Qu'est-ce qui fait que la répétition, des gestes et des conduites, assumée, revendiquée par Perfect Days n'est pas ressentie par le spectateur comme routine, monotonie ? C'est là au fond toute l'habileté du film, tout ce qui en fait la valeur. Déjà cette répétition peut être assimilée à un rituel, célébrant une religion de la vie. Cérémonie du thé, ikebana, origami... Comme Barthes jadis (L'Empire des signes), Wenders est encore et toujours fasciné par la culture japonaise (cf. ses documentaires Tokyo Ga et Carnets de notes sur vêtements et villes), par Ozu, Yamamoto. Puis cette répétition est empreinte d'une dimension esthétique, tout comme les répétitions bonifiant une pièce de théâtre ou les subtiles variations de la musique dite « répétitive ». Enfin ces répétitions semblent exhumer un essentiel derrière l'accidentel, le conjoncturel : « pourquoi les choses doivent-elles changer ? », est-il dit à un moment du film... Et nous trouvons là une des clés du cinéma wendersien, avec le thème de l'errance et sa poétique de l'espace, à savoir la quête spirituelle d'un Urgrund dans un monde dégradé par l'accélération du temps. Alors comment accéder à cet « hors du temps », métaphysique ou poétique (songeons à la rencontre précoce et décisive entre Wim Wenders et Peter Handke), que des films comme L'État des choses (1982) ou Au fil du temps (1976) par exemple laissaient entrevoir ? Par une savante composition filmique...
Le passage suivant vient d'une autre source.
// =============================================================================
// Technical Indicators Module
// =============================================================================
//
// Pure, side-effect-free rolling computations over a price series. The
// `calculate_*` functions return compact series that start at the seed index;
// `sma_series` and the MACD lines pad them with `None` so index `i` of the
// output lines up with index `i` of the input.

pub mod ema;
pub mod macd;
pub mod sma;

pub use macd::calculate_macd;
pub use sma::sma_series;

/// Place `values` at `offset` inside a series of length `len`, `None` elsewhere.
pub(crate) fn align(values: Vec<f64>, offset: usize, len: usize) -> Vec<Option<f64>> {
    let mut out = vec![None; len];
    for (slot, value) in out.iter_mut().skip(offset).zip(values) {
        *slot = Some(value);
    }
    out
}
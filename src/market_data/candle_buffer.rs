use std::collections::{HashMap, VecDeque};

use parking_lot::RwLock;
use serde::{Deserialize, Serialize};
use tracing::debug;

use crate::types::Candle;

// ---------------------------------------------------------------------------
// Data types
// ---------------------------------------------------------------------------

/// Composite key that identifies a unique candle series.
#[derive(Debug, Clone, Hash, Eq, PartialEq, Serialize, Deserialize)]
pub struct CandleKey {
    pub symbol: String,
    pub interval: String,
}

impl CandleKey {
    pub fn new(symbol: impl Into<String>, interval: impl Into<String>) -> Self {
        Self {
            symbol: symbol.into(),
            interval: interval.into(),
        }
    }
}

impl std::fmt::Display for CandleKey {
    fn fmt(&self, f: &mut std::fmt::Formatter<'_>) -> std::fmt::Result {
        write!(f, "{}@{}", self.symbol, self.interval)
    }
}

#[derive(Debug, Clone)]
struct Slot {
    candle: Candle,
    is_closed: bool,
}

// ---------------------------------------------------------------------------
// CandleBuffer -- thread-safe ring buffer per (symbol, interval)
// ---------------------------------------------------------------------------

/// Thread-safe ring-buffer that stores the most recent candles per
/// `(symbol, interval)` pair.  The live (unclosed) candle is continuously
/// updated in-place; when a candle closes it becomes permanent and the ring is
/// trimmed to `max_candles`.
pub struct CandleBuffer {
    buffers: RwLock<HashMap<CandleKey, VecDeque<Slot>>>,
    max_candles: usize,
}

impl CandleBuffer {
    /// Create a new buffer that retains at most `max_candles` closed candles per
    /// key, plus one in-progress candle.
    pub fn new(max_candles: usize) -> Self {
        Self {
            buffers: RwLock::new(HashMap::new()),
            max_candles,
        }
    }

    /// Insert or replace the latest candle for the given key.
    ///
    /// An update with the same open time as the in-progress candle replaces
    /// it. An in-progress candle whose close was never received is dropped
    /// once a later candle arrives. Closed candles are permanent; a stale
    /// update older than the last closed candle is ignored. Returns `true`
    /// when this update closed a candle.
    pub fn update(&self, key: CandleKey, candle: Candle, is_closed: bool) -> bool {
        let mut map = self.buffers.write();
        let ring = map
            .entry(key.clone())
            .or_insert_with(|| VecDeque::with_capacity(self.max_candles + 1));

        if let Some(last) = ring.back() {
            if !last.is_closed && candle.timestamp >= last.candle.timestamp {
                if candle.timestamp > last.candle.timestamp {
                    debug!(
                        key = %key,
                        abandoned = %last.candle.timestamp.to_rfc3339(),
                        "close never received, dropping in-progress candle"
                    );
                }
                ring.pop_back();
            } else if candle.timestamp <= last.candle.timestamp {
                return false;
            }
        }

        ring.push_back(Slot { candle, is_closed });
        if is_closed {
            self.trim(ring);
        }
        is_closed
    }

    /// Load backfilled history; every candle is treated as closed.
    pub fn seed(&self, key: CandleKey, candles: impl IntoIterator<Item = Candle>) {
        let mut map = self.buffers.write();
        let ring = map
            .entry(key)
            .or_insert_with(|| VecDeque::with_capacity(self.max_candles + 1));
        ring.clear();
        for candle in candles {
            if ring.back().is_some_and(|last| candle.timestamp <= last.candle.timestamp) {
                continue;
            }
            ring.push_back(Slot { candle, is_closed: true });
        }
        self.trim(ring);
    }

    fn trim(&self, ring: &mut VecDeque<Slot>) {
        let closed = ring.iter().filter(|s| s.is_closed).count();
        let mut excess = closed.saturating_sub(self.max_candles);
        while excess > 0 {
            if let Some(front) = ring.pop_front() {
                if front.is_closed {
                    excess -= 1;
                }
            } else {
                break;
            }
        }
    }

    /// Return the most recent `count` **closed** candles (oldest-first order).
    pub fn get_closed(&self, key: &CandleKey, count: usize) -> Vec<Candle> {
        let map = self.buffers.read();
        match map.get(key) {
            Some(ring) => {
                let closed: Vec<&Candle> = ring.iter().filter(|s| s.is_closed).map(|s| &s.candle).collect();
                let start = closed.len().saturating_sub(count);
                closed[start..].iter().map(|c| (*c).clone()).collect()
            }
            None => Vec::new(),
        }
    }
}

// ---------------------------------------------------------------------------
// Tests
// ---------------------------------------------------------------------------
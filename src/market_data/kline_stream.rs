// ---------------------------------------------------------------------------
// Kline WebSocket stream
// ---------------------------------------------------------------------------

use std::sync::Arc;

use anyhow::{bail, Context, Result};
use chrono::{DateTime, TimeZone, Utc};
use futures_util::StreamExt;
use tokio::sync::mpsc;
use tokio_tungstenite::connect_async;
use tracing::{debug, error, info, warn};

use super::candle_buffer::{CandleBuffer, CandleKey};
use crate::types::Candle;

pub const DEFAULT_STREAM_URL: &str = "wss://stream.binance.com:9443/ws";

/// Emitted once for every candle that closes on the stream.
#[derive(Debug, Clone)]
pub struct CandleClosed {
    pub key: CandleKey,
    pub open_time: DateTime<Utc>,
}

/// One decoded kline update.
#[derive(Debug, Clone)]
pub struct KlineUpdate {
    pub key: CandleKey,
    pub candle: Candle,
    pub is_closed: bool,
}

/// Helper: Binance sends numeric values as JSON strings inside kline objects.
fn parse_string_f64(val: &serde_json::Value, name: &str) -> Result<f64> {
    match val {
        serde_json::Value::String(s) => s
            .parse::<f64>()
            .with_context(|| format!("failed to parse {name} as f64: {s}")),
        serde_json::Value::Number(n) => n
            .as_f64()
            .with_context(|| format!("field {name} is not a valid f64")),
        _ => bail!("field {name} has unexpected JSON type"),
    }
}

/// Parse a kline message, accepting both the combined-stream envelope and
/// the direct single-stream payload.
///
/// ```json
/// { "e": "kline", "s": "EURUSDT", "k": { "t": ..., "i": "1m", "o": "...", "x": false } }
/// ```
pub fn parse_kline_message(text: &str) -> Result<KlineUpdate> {
    let root: serde_json::Value = serde_json::from_str(text).context("failed to parse kline JSON")?;

    let data = if root.get("data").is_some() { &root["data"] } else { &root };

    let symbol = data["s"].as_str().context("missing field s")?.to_uppercase();

    let k = &data["k"];

    let interval = k["i"].as_str().context("missing field k.i")?.to_string();
    let open_time = k["t"].as_i64().context("missing field k.t")?;
    let timestamp = Utc
        .timestamp_millis_opt(open_time)
        .single()
        .with_context(|| format!("k.t {open_time} out of range"))?;

    let candle = Candle::new(
        timestamp,
        parse_string_f64(&k["o"], "k.o")?,
        parse_string_f64(&k["h"], "k.h")?,
        parse_string_f64(&k["l"], "k.l")?,
        parse_string_f64(&k["c"], "k.c")?,
    );
    let is_closed = k["x"].as_bool().context("missing field k.x")?;

    Ok(KlineUpdate {
        key: CandleKey { symbol, interval },
        candle,
        is_closed,
    })
}

/// Connect to the kline WebSocket stream for a single (symbol, interval)
/// pair, feed candles into `buffer` and announce every close on `closed_tx`.
///
/// Runs until the stream disconnects or an error occurs, then returns so that
/// the caller can handle reconnection.
pub async fn run_kline_stream(
    base_url: &str,
    symbol: &str,
    interval: &str,
    buffer: &Arc<CandleBuffer>,
    closed_tx: &mpsc::Sender<CandleClosed>,
) -> Result<()> {
    let lower = symbol.to_lowercase();
    let url = format!("{}/{lower}@kline_{interval}", base_url.trim_end_matches('/'));
    info!(url = %url, symbol = %symbol, interval = %interval, "connecting to kline WebSocket");

    let (ws_stream, _response) = connect_async(&url)
        .await
        .context("failed to connect to kline WebSocket")?;

    info!(symbol = %symbol, interval = %interval, "kline WebSocket connected");
    let (_write, mut read) = ws_stream.split();

    loop {
        match read.next().await {
            Some(Ok(msg)) => {
                if let tokio_tungstenite::tungstenite::Message::Text(text) = msg {
                    match parse_kline_message(&text) {
                        Ok(update) => {
                            debug!(
                                key = %update.key,
                                close = update.candle.close,
                                closed = update.is_closed,
                                "candle update"
                            );
                            let open_time = update.candle.timestamp;
                            let key = update.key.clone();
                            if buffer.update(update.key, update.candle, update.is_closed)
                                && closed_tx.send(CandleClosed { key, open_time }).await.is_err()
                            {
                                info!(symbol = %symbol, "close receiver dropped, stopping kline stream");
                                return Ok(());
                            }
                        }
                        Err(e) => {
                            warn!(error = %e, "failed to parse kline message");
                        }
                    }
                }
                // Ping / Pong / Binary / Close frames are ignored; tungstenite
                // answers pings itself.
            }
            Some(Err(e)) => {
                error!(error = %e, "kline WebSocket read error");
                return Err(e.into());
            }
            None => {
                warn!(symbol = %symbol, interval = %interval, "kline WebSocket stream ended");
                return Ok(());
            }
        }
    }
}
Il apparaît donc ici que le personnage étrange et lumineux d'Hirayama, ces resplendissant Perfect Days irradiant d'un quotidien morne, banal, obscur, cette répétition du labeur transfigurée par le zen et la poésie - constructions du scénario écrit par Wim Wenders et Takuma Takasaki - sont d'ingénieuses fictions idéalisantes. L'utopie (ou la nostalgie ?) d'un monde qui sait convertir le terne matériau du gris pour en faire une pure lumière.